Jimmy Webb’s “MacArthur Park” is one of the most powerfully evocative and epically heart-breaking “love lost” songs ever written. It is preposterous, although it is not kitsch. It is sublime. It’s a masterpiece for the ages.

But it drives some people nuts.

“MacArthur Park” was once ridiculed by “humorist” Dave Barry as the “worst song in modern history” and as having the “worst lyrics.” (Then again if Dave Barry is yer barometer o’ musical taste…) Others, more generously, have called the lyrics to “MacArthur Park” among the most misunderstood in pop music history, but until fairly recently, the great songwriter himself was always somewhat coy about the meaning. And why shouldn’t he have been? What might seem to be obtuse imagery was anything but—and he obviously knew this—but why ruin what people projected onto his words when they heard the song by explaining exactly what it meant to him? Many people probably have their own deeply held versions of what that song is “really” about. To them. It’s one of the key elements that makes “MacArthur Park” so personal for so many people.

After years of listening to and enduring what I’m sure must have been annoying efforts to either perform an exegesis on “MacArthur Park,” or simply lampoon it, Jimmy Webb spilled the beans about one of his greatest songs to the Guardian in 2013:

The lyrics to “MacArthur Park” infuriate some people. “Someone left the cake out in the rain/ I don’t think that I can take it/ ‘Cause it took so long to bake it/ And I’ll never have that recipe again.” They think it’s a psychedelic trip. But everything in the song is real. There is a MacArthur Park in Los Angeles, near where my girlfriend worked selling life insurance. We’d meet there for lunch, and there would be old men playing checkers by the trees, like in the lyrics.

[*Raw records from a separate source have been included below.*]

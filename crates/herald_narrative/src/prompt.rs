//! Platform prompt templates.

use crate::branding::branding_instructions;
use derive_getters::Getters;
use herald_core::{Branding, ContentIdea, GeneratedContent, Platform};

/// Format, length and style requirements for one platform.
#[derive(Debug, Clone, Copy, PartialEq, Eq, Getters)]
pub struct PlatformSpec {
    /// What to create
    format: &'static str,
    /// Length constraint stated to the model
    max_length: &'static str,
    /// Writing style
    style: &'static str,
    /// JSON shape the model must answer with
    output_shape: &'static str,
}

const TWITTER_SPEC: PlatformSpec = PlatformSpec {
    format: "Twitter thread (2-3 tweets)",
    max_length: "250 characters per tweet (STRICT LIMIT)",
    style: "concise, engaging, with relevant hashtags",
    output_shape: r#"Format as a JSON array of tweets:
{
  "tweets": [
    {"text": "Tweet 1 content here..."},
    {"text": "Tweet 2 content here..."}
  ]
}"#,
};

const REDDIT_SPEC: PlatformSpec = PlatformSpec {
    format: "Reddit post with title and body",
    max_length: "Title: 300 chars, Body: 500-800 words",
    style: "conversational, informative, community-friendly",
    output_shape: r#"Format as JSON:
{
  "title": "Engaging title here",
  "body": "Main content here..."
}"#,
};

const BLOGGER_SPEC: PlatformSpec = PlatformSpec {
    format: "Blog article",
    max_length: "800-1200 words",
    style: "well-structured with introduction, main points, and conclusion",
    output_shape: r#"Format as JSON:
{
  "title": "Article title",
  "content": "Full HTML content with proper formatting"
}"#,
};

impl PlatformSpec {
    /// Requirements for a platform.
    pub fn for_platform(platform: Platform) -> Self {
        match platform {
            Platform::Twitter => TWITTER_SPEC,
            Platform::Reddit => REDDIT_SPEC,
            Platform::Blogger => BLOGGER_SPEC,
        }
    }
}

/// Idea attributes and branding that shape a prompt.
#[derive(Debug, Clone, PartialEq, Eq, Getters, derive_builder::Builder)]
#[builder(setter(into))]
pub struct PromptContext {
    /// Keywords to include
    #[builder(default)]
    keywords: Vec<String>,
    /// Writing tone
    #[builder(default = "\"professional\".to_string()")]
    tone: String,
    /// Intended readership
    #[builder(default = "\"general\".to_string()")]
    target_audience: String,
    /// Plan branding, if any
    #[builder(default)]
    branding: Option<Branding>,
    /// Whether the idea opted into branding
    #[builder(default)]
    include_branding: bool,
}

impl PromptContext {
    /// Context for an idea, with the plan's branding.
    pub fn for_idea(idea: &ContentIdea, branding: Option<&Branding>) -> Self {
        Self {
            keywords: idea.keywords().clone(),
            tone: idea.tone().clone(),
            target_audience: idea.target_audience().clone(),
            branding: branding.cloned(),
            include_branding: *idea.include_branding(),
        }
    }

    /// Branding to apply, present only when the idea opted in and the plan has it.
    pub fn active_branding(&self) -> Option<&Branding> {
        if self.include_branding {
            self.branding.as_ref()
        } else {
            None
        }
    }
}

/// Build the generation prompt for one platform.
///
/// # Examples
///
/// ```
/// use herald_core::Platform;
/// use herald_narrative::{PromptContextBuilder, build_prompt};
///
/// let context = PromptContextBuilder::default()
///     .keywords(vec!["rust".to_string(), "safety".to_string()])
///     .build()
///     .unwrap();
/// let prompt = build_prompt(Platform::Reddit, "Why Rust", &context);
///
/// assert!(prompt.starts_with("Create Reddit post with title and body about: \"Why Rust\""));
/// assert!(prompt.contains("- Include these keywords naturally: rust, safety"));
/// assert!(prompt.contains("\"body\""));
/// ```
pub fn build_prompt(platform: Platform, idea: &str, context: &PromptContext) -> String {
    let spec = PlatformSpec::for_platform(platform);

    let mut prompt = format!(
        "Create {} about: \"{}\"\n\nRequirements:\n- Target Audience: {}\n- Tone: {}\n- Style: {}\n- Length: {}\n",
        spec.format, idea, context.target_audience, context.tone, spec.style, spec.max_length
    );

    if !context.keywords.is_empty() {
        prompt.push_str(&format!(
            "- Include these keywords naturally: {}\n",
            context.keywords.join(", ")
        ));
    }

    if let Some(branding) = context.active_branding() {
        prompt.push_str(&branding_instructions(platform, branding));
        prompt.push('\n');
    }

    prompt.push('\n');
    prompt.push_str(spec.output_shape);
    prompt.push_str("\n\nMake it authentic, valuable, and engaging. Avoid promotional language.");
    prompt
}

/// Build the rewrite prompt for an existing piece of content.
pub fn build_variation_prompt(original: &GeneratedContent, platform: Platform) -> String {
    let serialized = serde_json::to_string(original).unwrap_or_default();
    format!(
        "Rewrite the following {} content with a fresh perspective while keeping the core message:\n\n\
         Original: {}\n\n\
         Create a completely different version (different wording, structure, examples) but same topic.\n\
         Return in the same JSON format.",
        platform, serialized
    )
}
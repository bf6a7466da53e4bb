//! Content plan types loaded from the plan JSON file.

use crate::Platform;
use derive_getters::Getters;
use serde::{Deserialize, Deserializer, Serialize};
use std::str::FromStr;

/// One planned topic with its target platforms, tone and keywords.
///
/// Immutable once loaded; fields are exposed through getters.
///
/// # Examples
///
/// ```
/// use herald_core::{ContentIdeaBuilder, Platform};
///
/// let idea = ContentIdeaBuilder::default()
///     .id(7u64)
///     .text("Why backups matter")
///     .platforms(vec![Platform::Reddit])
///     .build()
///     .unwrap();
///
/// assert_eq!(idea.tone(), "professional");
/// assert_eq!(idea.target_audience(), "general");
/// ```
#[derive(Debug, Clone, PartialEq, Eq, Serialize, Deserialize, Getters, derive_builder::Builder)]
#[serde(rename_all = "camelCase")]
#[builder(setter(into))]
pub struct ContentIdea {
    /// Numeric identifier
    id: u64,
    /// The idea itself
    #[serde(rename = "idea")]
    text: String,
    /// Keywords to weave into the copy
    #[serde(default)]
    #[builder(default)]
    keywords: Vec<String>,
    /// Writing tone
    #[serde(default = "default_tone")]
    #[builder(default = "default_tone()")]
    tone: String,
    /// Intended readership
    #[serde(default = "default_audience")]
    #[builder(default = "default_audience()")]
    target_audience: String,
    /// Platforms this idea should be published to
    #[serde(default, deserialize_with = "deserialize_platforms")]
    #[builder(default)]
    platforms: Vec<Platform>,
    /// Whether to append the branding block
    #[serde(default)]
    #[builder(default)]
    include_branding: bool,
}

fn default_tone() -> String {
    "professional".to_string()
}

fn default_audience() -> String {
    "general".to_string()
}

/// Reads platform names, dropping unknown ones and duplicates.
fn deserialize_platforms<'de, D>(deserializer: D) -> Result<Vec<Platform>, D::Error>
where
    D: Deserializer<'de>,
{
    let names = Vec::<String>::deserialize(deserializer)?;
    let mut platforms = Vec::with_capacity(names.len());
    for name in names {
        match Platform::from_str(name.trim()) {
            Ok(platform) => {
                if !platforms.contains(&platform) {
                    platforms.push(platform);
                }
            }
            Err(_) => tracing::warn!(platform = %name, "Ignoring unknown platform in content plan"),
        }
    }
    Ok(platforms)
}

/// Branding details appended to content when an idea opts in.
#[derive(Debug, Clone, PartialEq, Eq, Serialize, Deserialize, Getters)]
pub struct Branding {
    /// Display name
    name: String,
    /// Website URL
    website: String,
    /// WhatsApp contact link or number
    whatsapp: String,
}

impl Branding {
    /// Create branding details.
    pub fn new(
        name: impl Into<String>,
        website: impl Into<String>,
        whatsapp: impl Into<String>,
    ) -> Self {
        Self {
            name: name.into(),
            website: website.into(),
            whatsapp: whatsapp.into(),
        }
    }
}

/// How the next idea is chosen.
///
/// Any value other than `sequential` (case-insensitive) selects `Random`.
#[derive(Debug, Clone, Copy, Default, PartialEq, Eq, Serialize, Deserialize, strum::Display)]
#[serde(from = "String", into = "String")]
#[strum(serialize_all = "lowercase")]
pub enum RotationStrategy {
    /// Walk the plan in order, wrapping around
    Sequential,
    /// Pick uniformly on every call
    #[default]
    Random,
}

impl From<String> for RotationStrategy {
    fn from(value: String) -> Self {
        if value.trim().eq_ignore_ascii_case("sequential") {
            RotationStrategy::Sequential
        } else {
            RotationStrategy::Random
        }
    }
}

impl From<RotationStrategy> for String {
    fn from(value: RotationStrategy) -> Self {
        value.to_string()
    }
}

/// Plan-wide settings.
#[derive(Debug, Clone, Default, PartialEq, Eq, Serialize, Deserialize, Getters)]
#[serde(rename_all = "camelCase")]
pub struct PlanSettings {
    /// Idea rotation strategy
    #[serde(default)]
    rotation_strategy: RotationStrategy,
}

impl PlanSettings {
    /// Settings with the given rotation strategy.
    pub fn new(rotation_strategy: RotationStrategy) -> Self {
        Self { rotation_strategy }
    }
}

/// The full content plan.
///
/// # Examples
///
/// ```
/// use herald_core::{ContentPlan, RotationStrategy};
///
/// let plan: ContentPlan = serde_json::from_str(
///     r#"{"contentPlan": [{"id": 1, "idea": "Hello", "platforms": ["twitter", "myspace"]}]}"#,
/// )
/// .unwrap();
///
/// assert_eq!(plan.ideas().len(), 1);
/// assert_eq!(plan.ideas()[0].platforms().len(), 1);
/// assert_eq!(*plan.settings().rotation_strategy(), RotationStrategy::Random);
/// ```
#[derive(Debug, Clone, Default, PartialEq, Eq, Serialize, Deserialize, Getters)]
pub struct ContentPlan {
    /// Ideas in plan order
    #[serde(rename = "contentPlan", default)]
    ideas: Vec<ContentIdea>,
    /// Optional branding details
    #[serde(default, skip_serializing_if = "Option::is_none")]
    branding: Option<Branding>,
    /// Plan settings
    #[serde(default)]
    settings: PlanSettings,
}

impl ContentPlan {
    /// Assemble a plan from its parts.
    pub fn new(ideas: Vec<ContentIdea>, branding: Option<Branding>, settings: PlanSettings) -> Self {
        Self {
            ideas,
            branding,
            settings,
        }
    }

    /// The rotation strategy in effect.
    pub fn rotation_strategy(&self) -> RotationStrategy {
        *self.settings.rotation_strategy()
    }
}
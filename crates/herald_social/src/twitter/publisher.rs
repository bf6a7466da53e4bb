use super::{TwitterApi, format_tweet};
use crate::PublisherSettings;
use async_trait::async_trait;
use chrono::Utc;
use herald_core::{GeneratedContent, Platform, PlatformResult, PostedTweet};
use herald_error::{PublishError, PublishErrorKind, PublishResult};
use herald_interface::{CredentialStatus, Publisher};
use std::sync::Arc;
use std::time::Duration;
use tracing::{info, instrument};

/// Delays between thread tweets.
#[derive(Debug, Clone, Copy, PartialEq, Eq)]
pub struct TwitterPacing {
    /// Gap between live tweets of a thread
    pub tweet_gap: Duration,
    /// Simulated gap after each dry-run tweet
    pub dry_run_gap: Duration,
}

impl Default for TwitterPacing {
    fn default() -> Self {
        Self {
            tweet_gap: Duration::from_secs(3),
            dry_run_gap: Duration::from_secs(2),
        }
    }
}

impl TwitterPacing {
    /// No delays at all.
    pub fn none() -> Self {
        Self {
            tweet_gap: Duration::ZERO,
            dry_run_gap: Duration::ZERO,
        }
    }
}

/// Posts generated threads to Twitter.
pub struct TwitterPublisher {
    api: Option<Arc<dyn TwitterApi>>,
    settings: PublisherSettings,
    pacing: TwitterPacing,
}

impl TwitterPublisher {
    /// Create a publisher. `api` is `None` when credentials are missing.
    pub fn new(api: Option<Arc<dyn TwitterApi>>, settings: PublisherSettings) -> Self {
        if api.is_none() {
            tracing::warn!("Twitter API credentials not configured");
        }
        Self {
            api,
            settings,
            pacing: TwitterPacing::default(),
        }
    }

    /// Override thread pacing.
    pub fn with_pacing(mut self, pacing: TwitterPacing) -> Self {
        self.pacing = pacing;
        self
    }

    fn api(&self) -> PublishResult<&Arc<dyn TwitterApi>> {
        self.api.as_ref().ok_or_else(|| {
            PublishError::new(PublishErrorKind::NotConfigured("Twitter".to_string()))
        })
    }
}

#[async_trait]
impl Publisher for TwitterPublisher {
    fn platform(&self) -> Platform {
        Platform::Twitter
    }

    fn is_enabled(&self) -> bool {
        *self.settings.enabled() && self.api.is_some()
    }

    #[instrument(skip(self, content), fields(kind = content.kind(), dry_run = *self.settings.dry_run()))]
    async fn publish(&self, content: &GeneratedContent) -> PublishResult<PlatformResult> {
        let api = self.api()?;
        let texts = content.tweet_texts().ok_or_else(|| {
            PublishError::new(PublishErrorKind::Validation(format!(
                "Twitter cannot publish {} content",
                content.kind()
            )))
        })?;
        let tweets: Vec<String> = texts
            .iter()
            .map(|text| format_tweet(text))
            .filter(|text| !text.is_empty())
            .collect();
        if tweets.is_empty() {
            return Err(PublishError::new(PublishErrorKind::Validation(
                "Twitter thread has no tweet text".to_string(),
            )));
        }

        let total = tweets.len();
        let mut results = Vec::with_capacity(total);
        let mut last_id: Option<String> = None;

        for (i, text) in tweets.into_iter().enumerate() {
            if *self.settings.dry_run() {
                info!(
                    tweet = i + 1,
                    chars = text.chars().count(),
                    text = %text,
                    "[DRY RUN] Would post tweet"
                );
                results.push(PostedTweet {
                    id: format!("dry-run-{}", Utc::now().timestamp_millis()),
                    text,
                });
                tokio::time::sleep(self.pacing.dry_run_gap).await;
                continue;
            }

            let reply_to = last_id.clone();
            let id = self
                .settings
                .retry()
                .run("twitter.post_tweet", || api.post_tweet(&text, reply_to.as_deref()))
                .await?;

            info!(
                tweet = i + 1,
                total,
                chars = text.chars().count(),
                tweet_id = %id,
                "Posted tweet"
            );
            last_id = Some(id.clone());
            results.push(PostedTweet { id, text });

            if i + 1 < total {
                tokio::time::sleep(self.pacing.tweet_gap).await;
            }
        }

        let count = results.len();
        let mut result = PlatformResult::success(Platform::Twitter)
            .with_results(results)
            .with_count(count);
        if *self.settings.dry_run() {
            result = result.with_dry_run(true);
        }
        Ok(result)
    }

    async fn verify_credentials(&self) -> PublishResult<CredentialStatus> {
        let api = self.api()?;
        let username = self.settings.retry().run("twitter.me", || api.me()).await?;
        info!(username = %username, "Twitter authenticated");
        Ok(CredentialStatus::new(
            Platform::Twitter,
            format!("@{}", username),
            None,
        ))
    }
}
//! Publishing platform integrations for Herald.
//!
//! Each platform lives in its own submodule and follows the same layout:
//! - an API client trait covering the handful of HTTP calls Herald makes
//! - a reqwest implementation of that trait
//! - a [`herald_interface::Publisher`] that formats, validates, honours dry run
//!   and retries each individual request
//!
//! The API traits let the orchestration tests swap in doubles without a
//! network.
//!
//! # Platform Support
//!
//! - `twitter` - API v2 threads with an OAuth 2.0 user token
//! - `reddit` - self posts through the script-app password grant
//! - `blogger` - API v3 articles with an OAuth access token

#![forbid(unsafe_code)]
#![warn(missing_docs)]

mod blogger;
mod http;
mod reddit;
mod settings;
mod twitter;

pub use blogger::{
    BloggerApi, BloggerBlog, BloggerPost, BloggerPublisher, DEFAULT_LIST_LIMIT, HttpBloggerApi,
    format_content,
};
pub use http::DEFAULT_REQUEST_TIMEOUT;
pub use reddit::{
    HttpRedditApi, RedditAccount, RedditApi, RedditCredentials, RedditCredentialsBuilder,
    RedditPublisher, RedditSubmission, SubredditInfo,
};
pub use settings::{PublisherSettings, PublisherSettingsBuilder};
pub use twitter::{HttpTwitterApi, TWEET_MAX_CHARS, TwitterApi, TwitterPacing, TwitterPublisher, format_tweet};
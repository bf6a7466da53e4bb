//! Platform content generation through a text completion backend.

use crate::branding::enforce_twitter_branding;
use crate::extraction::parse_generated;
use crate::prompt::{PromptContext, build_prompt, build_variation_prompt};
use herald_core::{GeneratedContent, Platform};
use herald_error::GenerationResult;
use herald_interface::TextCompletion;
use herald_rate_limit::RetryPolicy;
use std::sync::Arc;
use tracing::{debug, info, instrument};

/// Generates platform-shaped copy for content ideas.
#[derive(Clone)]
pub struct ContentGenerator {
    completion: Arc<dyn TextCompletion>,
    retry: RetryPolicy,
}

impl std::fmt::Debug for ContentGenerator {
    fn fmt(&self, f: &mut std::fmt::Formatter<'_>) -> std::fmt::Result {
        f.debug_struct("ContentGenerator")
            .field("provider", &self.completion.provider_name())
            .field("model", &self.completion.model_name())
            .field("retry", &self.retry)
            .finish()
    }
}

impl ContentGenerator {
    /// Create a generator over a completion backend.
    pub fn new(completion: Arc<dyn TextCompletion>, retry: RetryPolicy) -> Self {
        Self { completion, retry }
    }

    /// Generate content for one platform.
    ///
    /// # Arguments
    ///
    /// * `platform` - Target platform, selects the template
    /// * `idea` - The idea text
    /// * `context` - Tone, audience, keywords and branding
    ///
    /// # Errors
    ///
    /// Returns the completion error once retries are exhausted. Unparseable
    /// output is not an error; it comes back as `GeneratedContent::Text`.
    #[instrument(skip(self, idea, context), fields(platform = %platform, provider = self.completion.provider_name()))]
    pub async fn generate(
        &self,
        platform: Platform,
        idea: &str,
        context: &PromptContext,
    ) -> GenerationResult<GeneratedContent> {
        let prompt = build_prompt(platform, idea, context);
        debug!(prompt_len = prompt.len(), "Built prompt");

        let content = self.complete_and_parse(&prompt).await?;

        let content = match (platform, context.active_branding()) {
            (Platform::Twitter, Some(branding)) => enforce_twitter_branding(content, branding),
            _ => content,
        };

        info!(kind = content.kind(), "Generated content");
        Ok(content)
    }

    /// Rewrite existing content with different wording on the same topic.
    ///
    /// # Errors
    ///
    /// Returns the completion error once retries are exhausted.
    #[instrument(skip(self, original), fields(platform = %platform))]
    pub async fn generate_variation(
        &self,
        original: &GeneratedContent,
        platform: Platform,
    ) -> GenerationResult<GeneratedContent> {
        let prompt = build_variation_prompt(original, platform);
        self.complete_and_parse(&prompt).await
    }

    async fn complete_and_parse(&self, prompt: &str) -> GenerationResult<GeneratedContent> {
        let text = self
            .retry
            .run("text_completion", || self.completion.complete(prompt))
            .await?;
        Ok(parse_generated(&text))
    }
}
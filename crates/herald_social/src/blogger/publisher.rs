use super::{BloggerApi, BloggerPost, format_content};
use crate::PublisherSettings;
use async_trait::async_trait;
use herald_core::{GeneratedContent, Platform, PlatformResult};
use herald_error::{PublishError, PublishErrorKind, PublishResult};
use herald_interface::{CredentialStatus, Publisher};
use std::sync::Arc;
use tracing::{info, instrument};

/// Posts generated articles to Blogger.
pub struct BloggerPublisher {
    api: Option<Arc<dyn BloggerApi>>,
    settings: PublisherSettings,
}

impl BloggerPublisher {
    /// Create a publisher. `api` is `None` when credentials are missing.
    pub fn new(api: Option<Arc<dyn BloggerApi>>, settings: PublisherSettings) -> Self {
        if api.is_none() {
            tracing::warn!("Blogger API credentials not configured");
        }
        Self { api, settings }
    }

    /// Recent posts on the configured blog.
    ///
    /// # Errors
    ///
    /// `NotConfigured` without credentials, otherwise API and transport errors.
    #[instrument(skip(self))]
    pub async fn list_posts(&self, max_results: usize) -> PublishResult<Vec<BloggerPost>> {
        let api = self.api()?;
        let posts = self
            .settings
            .retry()
            .run("blogger.list_posts", || api.list_posts(max_results))
            .await?;
        info!(count = posts.len(), "Listed Blogger posts");
        Ok(posts)
    }

    fn api(&self) -> PublishResult<&Arc<dyn BloggerApi>> {
        self.api.as_ref().ok_or_else(|| {
            PublishError::new(PublishErrorKind::NotConfigured("Blogger".to_string()))
        })
    }
}

#[async_trait]
impl Publisher for BloggerPublisher {
    fn platform(&self) -> Platform {
        Platform::Blogger
    }

    fn is_enabled(&self) -> bool {
        *self.settings.enabled() && self.api.is_some()
    }

    #[instrument(skip(self, content), fields(kind = content.kind(), dry_run = *self.settings.dry_run()))]
    async fn publish(&self, content: &GeneratedContent) -> PublishResult<PlatformResult> {
        let api = self.api()?;

        let (title, body, labels) = match content {
            GeneratedContent::Article {
                title,
                content,
                labels,
            } if !title.trim().is_empty() && !content.trim().is_empty() => {
                (title.as_str(), content.as_str(), labels.as_slice())
            }
            _ => {
                return Err(PublishError::new(PublishErrorKind::Validation(
                    "Blogger post requires both title and content".to_string(),
                )));
            }
        };

        if *self.settings.dry_run() {
            info!(title = %title, "[DRY RUN] Would post article");
            return Ok(PlatformResult::success(Platform::Blogger)
                .with_title(title)
                .with_dry_run(true));
        }

        let html = format_content(body);
        let post = self
            .settings
            .retry()
            .run("blogger.insert_post", || api.insert_post(title, &html, labels))
            .await?;

        info!(post_id = %post.id(), title = %post.title(), "Posted article");
        Ok(PlatformResult::success(Platform::Blogger)
            .with_post_id(post.id().clone())
            .with_url(post.url().clone())
            .with_title(post.title().clone()))
    }

    async fn verify_credentials(&self) -> PublishResult<CredentialStatus> {
        let api = self.api()?;
        let blog = self.settings.retry().run("blogger.blog", || api.blog()).await?;
        info!(blog = %blog.name(), "Blogger authenticated");
        Ok(CredentialStatus::new(
            Platform::Blogger,
            blog.name().clone(),
            Some(blog.url().clone()),
        ))
    }
}
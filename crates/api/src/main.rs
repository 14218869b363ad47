mod config;
mod error;
mod middleware;
mod routes;
mod state;

use std::sync::Arc;

use sqlx::postgres::PgPoolOptions;
use tokatsu_core::store::{ContentStore, MemoryStore, PgStore};
use tracing_subscriber::EnvFilter;

use crate::config::{AppConfig, StoreBackend};

#[tokio::main]
async fn main() -> anyhow::Result<()> {
    // `tokatsu-api hash-password <password>` prints a hash for ADMIN_PASSWORD_HASH.
    let args: Vec<String> = std::env::args().skip(1).collect();
    if let [command, password] = args.as_slice() {
        if command == "hash-password" {
            println!("{}", tokatsu_core::auth::hash_password(password)?);
            return Ok(());
        }
    }

    // Load .env file if present (dev convenience)
    let _ = dotenvy::dotenv();

    let config = AppConfig::from_env()
        .map_err(|e| anyhow::anyhow!("Failed to load config: {e}"))?;

    // Initialize tracing
    tracing_subscriber::fmt()
        .with_env_filter(
            EnvFilter::try_from_default_env().unwrap_or_else(|_| EnvFilter::new(&config.log_level)),
        )
        .json()
        .init();

    tracing::info!("Starting Tokatsu site API server");

    let store = connect_store(&config).await?;
    let state = state::AppState::new(store, &config);

    // Build router with middleware
    let app = routes::build_router(state)
        .layer(middleware::body_limit_layer())
        .layer(middleware::request_tracing::trace_layer())
        .layer(middleware::cors::cors_layer());

    // Start server
    let addr = config.addr();
    let listener = tokio::net::TcpListener::bind(&addr).await?;
    tracing::info!("Listening on {addr}");

    axum::serve(listener, app)
        .with_graceful_shutdown(shutdown_signal())
        .await?;

    tracing::info!("Server shut down gracefully");
    Ok(())
}

async fn connect_store(config: &AppConfig) -> anyhow::Result<Arc<dyn ContentStore>> {
    match config.store_backend {
        StoreBackend::Memory => {
            tracing::warn!("Using in-memory store; content is lost on restart");
            Ok(Arc::new(MemoryStore::new()))
        }
        StoreBackend::Postgres => {
            let url = config
                .database_url
                .as_deref()
                .ok_or_else(|| anyhow::anyhow!("DATABASE_URL must be set"))?;
            let pool = PgPoolOptions::new()
                .max_connections(config.db_max_connections)
                .min_connections(config.db_min_connections)
                .connect(url)
                .await
                .map_err(|e| anyhow::anyhow!("Failed to connect to database: {e}"))?;

            tracing::info!("Connected to PostgreSQL");

            sqlx::migrate!("../../migrations")
                .run(&pool)
                .await
                .map_err(|e| anyhow::anyhow!("Failed to run migrations: {e}"))?;

            tracing::info!("Database migrations applied");
            Ok(Arc::new(PgStore::new(pool)))
        }
    }
}

/// Wait for SIGINT (Ctrl+C) or SIGTERM for graceful shutdown.
async fn shutdown_signal() {
    let ctrl_c = async {
        if let Err(e) = tokio::signal::ctrl_c().await {
            tracing::error!("failed to install Ctrl+C handler: {e}");
            std::future::pending::<()>().await;
        }
    };

    #[cfg(unix)]
    let terminate = async {
        match tokio::signal::unix::signal(tokio::signal::unix::SignalKind::terminate()) {
            Ok(mut signal) => {
                signal.recv().await;
            }
            Err(e) => {
                tracing::error!("failed to install SIGTERM handler: {e}");
                std::future::pending::<()>().await;
            }
        }
    };

    #[cfg(not(unix))]
    let terminate = std::future::pending::<()>();

    tokio::select! {
        _ = ctrl_c => { tracing::info!("Received Ctrl+C, shutting down..."); }
        _ = terminate => { tracing::info!("Received SIGTERM, shutting down..."); }
    }
}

I’ve been asked a million times: “What is the cake left out in the rain?” It’s something I saw… But as a metaphor for a losing a chapter of your life, it seemed too good to be true. When she broke up with me, I poured the hurt into the song.

In an interview with Newsday the following year, Webb further explained:

Everything in the song was visible. There’s nothing in it that’s fabricated. The old men playing checkers by the trees, the cake that was left out in the rain, all of the things that are talked about in the song are things I actually saw. And so it’s a kind of musical collage of this whole love affair that kind of went down in MacArthur Park. ... Back then, I was kind of like an emotional machine, like whatever was going on inside me would bubble out of the piano and onto paper.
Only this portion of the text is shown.